ソファーから立ち上がり、實は背が高いからあたしは膝立ちで同じ視線に合わせた。
スカートを踏まないようにちゃんとして、視線を合わせる。

「強くないし…ていうか、誰かのせいで打たれ強くはなったけど、その誰かのおかげでポンちゃんがいなくなっても全然寂しくなかったの。
今も考えるだけでポンちゃんが真横にいない寂しさを感じるけど、なぜかこんな時も一緒に居てくれる人がいるから全然寂しくないの」

いつもの實に戻ったから、あたしもいつものあたしに戻る。
可愛くないけど、いつもの素直なあたしに。

實の両頬に触れてから左耳のピアスに触れる。
以前、ポンちゃんが“アレは元カノから貰ったもの”と言っていた。

「このピアス、本当に元カノから貰った物?」
「だな」
「本当なんだ」

無言でピアスを外しにかかるあたしの手を止めることなく、むしろ首を動かして取りやすくしてくれる。

「これは外してね」
「いいけど」
「で、空いたここには…これね」

自分の右耳のピアスを外し、それを傍に置いていたバッグの中から簡易の消毒コットンを出して拭き、實の空いた左耳のピアス穴に通した。

「うん、いいね」
「で?」

で?と真顔で言うのは想定内。
元カノから貰ったらしいピアスはテーブルの上に置いた。

「とりあえず、この一部はあたしの物だね」
「だけ?ここだけ?」
「實、うるさい」
「お前なー」

伸びてきた手を拒否して、キスをする。
多分、あたしから初めてするキスだと思う。
もしかしたら今日が最初で最後かもしれないけど。

「…なに、照れてんの?」


珍しく目は合わせないし、ほのかに耳が赤い…ような気がする。
まぁ、そんなことどうでもよくて、左耳に付けたフープのゴールドピアスに触れてニヤニヤしてた。

「なにニヤけてんだよ」
「だって實が照れてるから」
「照れてねー」
「別にどっちでもいいよ」

居心地悪そうな顔をする實の頬に手を添えて顔を眺めて、そして抱きしめた。

「實が好きだよ」
「…知ってる」

どうしてこんなに自信満々で返事が出来るんだろう…と思いながらも優しく笑ってくれるから、一瞬だけ見せたその顔がいつもの自信に満ちた顔になっても、あたしがした可愛い触れるだけのキスなんて比べものにならないくらい深いキスをされても受け入れてしまう。
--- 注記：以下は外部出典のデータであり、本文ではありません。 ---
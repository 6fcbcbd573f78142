//! HTML hand-off: [`ComposedDocument`] → one self-contained HTML page.
//!
//! The page renderer that turns this into a print document lives outside
//! the crate. What it gets from us:
//!
//! - `<title>` and author/keyword `<meta>` tags from [`DocumentMeta`]
//! - a print stylesheet with a running `title | author` header (suppressed on
//!   the cover) and `Page n/m` page numbers
//! - one `<section>` per [`Section`], with `page-break-before: always`
//!   where the composer asked for it
//! - `<img>` elements for local assets only
//!
//! All node text is escaped by the converter, so it is written as-is here.
//! Only values that never passed through the converter (image paths, code
//! languages) are escaped on the way out.

use super::markdown::escape_html;
use crate::model::ImageRef;
use crate::output::{ComposedDocument, DocumentMeta, InlineRun, Section, SectionKind, StructuralNode};
use std::fmt::Write as _;

const STYLESHEET: &str = r#"
@page {
  size: A4;
  margin: 25mm 20mm;
  @top-center { content: element(running-header); font-size: 8pt; font-weight: bold; }
  @bottom-center { content: "Page " counter(page) "/" counter(pages); font-size: 8pt; font-style: italic; }
}
@page :first {
  @top-center { content: none; }
}
.running-header { position: running(running-header); }
body { font-family: serif; font-size: 11pt; line-height: 1.5; }
section.cover { text-align: center; }
section.cover .byline { text-align: right; }
figure { margin: 1em 0; text-align: center; }
figure img { max-width: 100%; }
pre { white-space: pre-wrap; font-size: 9pt; }
blockquote { margin-left: 1.5em; font-style: italic; }
"#;

/// Render the composed document as an HTML page.
pub fn to_html(document: &ComposedDocument) -> String {
    let mut out = String::with_capacity(4096);
    write_head(&mut out, &document.meta);

    out.push_str("<body>\n");
    let _ = writeln!(
        out,
        "<div class=\"running-header\">{} | {}</div>",
        document.meta.title, document.meta.author
    );
    for section in &document.sections {
        write_section(&mut out, section);
    }
    out.push_str("</body>\n</html>\n");
    out
}

fn write_head(out: &mut String, meta: &DocumentMeta) {
    out.push_str("<!DOCTYPE html>\n<html>\n<head>\n<meta charset=\"utf-8\">\n");
    let _ = writeln!(out, "<title>{}</title>", meta.title);
    let _ = writeln!(out, "<meta name=\"author\" content=\"{}\">", meta.author);
    if !meta.keywords.is_empty() {
        let _ = writeln!(
            out,
            "<meta name=\"keywords\" content=\"{}\">",
            meta.keywords.join(", ")
        );
    }
    if let Some(ref publisher) = meta.publisher {
        let _ = writeln!(out, "<meta name=\"publisher\" content=\"{}\">", publisher);
    }
    let _ = writeln!(out, "<meta name=\"language\" content=\"{}\">", meta.language);
    let _ = writeln!(out, "<style>{}</style>", STYLESHEET);
    out.push_str("</head>\n");
}

fn write_section(out: &mut String, section: &Section) {
    let class = match section.kind {
        SectionKind::Cover => "cover",
        SectionKind::TableOfContents => "toc",
        SectionKind::Chapter => "chapter",
        SectionKind::Afterword => "afterword",
    };
    let style = if section.page_break_before {
        " style=\"page-break-before: always\""
    } else {
        ""
    };
    let _ = writeln!(out, "<section class=\"{}\"{}>", class, style);

    if let Some(ref heading) = section.heading {
        let _ = writeln!(out, "<h1>{}</h1>", heading);
    }

    // Cover art goes below the byline; chapter art right under the heading.
    if section.kind == SectionKind::Cover {
        for node in &section.body {
            out.push_str("<p class=\"byline\">");
            write_runs_of(out, node);
            out.push_str("</p>\n");
        }
        write_image(out, &section.image);
    } else {
        write_image(out, &section.image);
        write_nodes(out, &section.body);
    }

    out.push_str("</section>\n");
}

fn write_image(out: &mut String, image: &ImageRef) {
    if let ImageRef::LocalAsset { path } = image {
        let _ = writeln!(
            out,
            "<figure><img src=\"{}\" alt=\"\"></figure>",
            escape_html(&path.to_string_lossy())
        );
    }
}

fn write_nodes(out: &mut String, nodes: &[StructuralNode]) {
    let mut open_list: Option<bool> = None;

    for node in nodes {
        let ordered_here = match node {
            StructuralNode::ListItem { ordered, .. } => Some(*ordered),
            _ => None,
        };
        if open_list != ordered_here {
            if let Some(ordered) = open_list {
                out.push_str(if ordered { "</ol>\n" } else { "</ul>\n" });
            }
            if let Some(ordered) = ordered_here {
                out.push_str(if ordered { "<ol>\n" } else { "<ul>\n" });
            }
            open_list = ordered_here;
        }
        write_node(out, node);
    }

    if let Some(ordered) = open_list {
        out.push_str(if ordered { "</ol>\n" } else { "</ul>\n" });
    }
}

fn write_node(out: &mut String, node: &StructuralNode) {
    match node {
        StructuralNode::Heading { level, text } => {
            // Section headings are <h1>; content headings sit one level below.
            let level = (*level).clamp(1, 5) + 1;
            let _ = writeln!(out, "<h{level}>{text}</h{level}>");
        }
        StructuralNode::Paragraph { runs } => {
            out.push_str("<p>");
            write_runs(out, runs);
            out.push_str("</p>\n");
        }
        StructuralNode::ListItem { runs, .. } => {
            out.push_str("<li>");
            write_runs(out, runs);
            out.push_str("</li>\n");
        }
        StructuralNode::Blockquote { children } => {
            out.push_str("<blockquote>\n");
            write_nodes(out, children);
            out.push_str("</blockquote>\n");
        }
        StructuralNode::CodeBlock { language, text } => match language {
            Some(lang) => {
                let _ = writeln!(
                    out,
                    "<pre><code class=\"language-{}\">{}</code></pre>",
                    escape_html(lang),
                    text
                );
            }
            None => {
                let _ = writeln!(out, "<pre><code>{}</code></pre>", text);
            }
        },
        StructuralNode::Rule => out.push_str("<hr>\n"),
    }
}

/// Inline content of a cover body node.
fn write_runs_of(out: &mut String, node: &StructuralNode) {
    match node {
        StructuralNode::Paragraph { runs } | StructuralNode::ListItem { runs, .. } => {
            write_runs(out, runs)
        }
        other => out.push_str(&other.plain_text()),
    }
}

fn write_runs(out: &mut String, runs: &[InlineRun]) {
    for run in runs {
        match run {
            InlineRun::Text(s) => out.push_str(s),
            InlineRun::Bold(s) => {
                let _ = write!(out, "<strong>{}</strong>", s);
            }
            InlineRun::Italic(s) => {
                let _ = write!(out, "<em>{}</em>", s);
            }
            InlineRun::InlineCode(s) => {
                let _ = write!(out, "<code>{}</code>", s);
            }
        }
    }
}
これが實だって、これからも傍にいたい人だって思う。

「ねぇ」
「なに」

キスが止まない中、あたしは抱えられてベッドの上に寝転んだ。
一瞬離れて、その先を拒否しようとしたら止められて、また長いキスに戻る。

「…長いよ」
「別にその先をしたいって言ってないだろ。したいけど」
「しないよ」
「しないのかよ。まぁいいよ、今日は一緒に眠れるだけで」

無表情のまま額にキスをして離れていき、バッグから下着とスウエットを取り出してあっさりとバスルームへ向かう。
どこまで自由なのかと思うけど、これも實だから仕方ない。
この先を拒否したのは自分だし。
あたしもバッグの中を整理しようとベッドから起き上がる。

結局、あたしの告白を聞いた實は満足してバスルームに入り、さらっと言ったプロポーズはなかった事のように流れた。
流れたのか流したのか、あたしからの告白を聞きたいだけのフリなのかわからないけど、それはそれでいい。

流しちゃうほどでも“結婚”の言葉が出ただけで十分。
それくらい長く傍に居てくれるらしいから。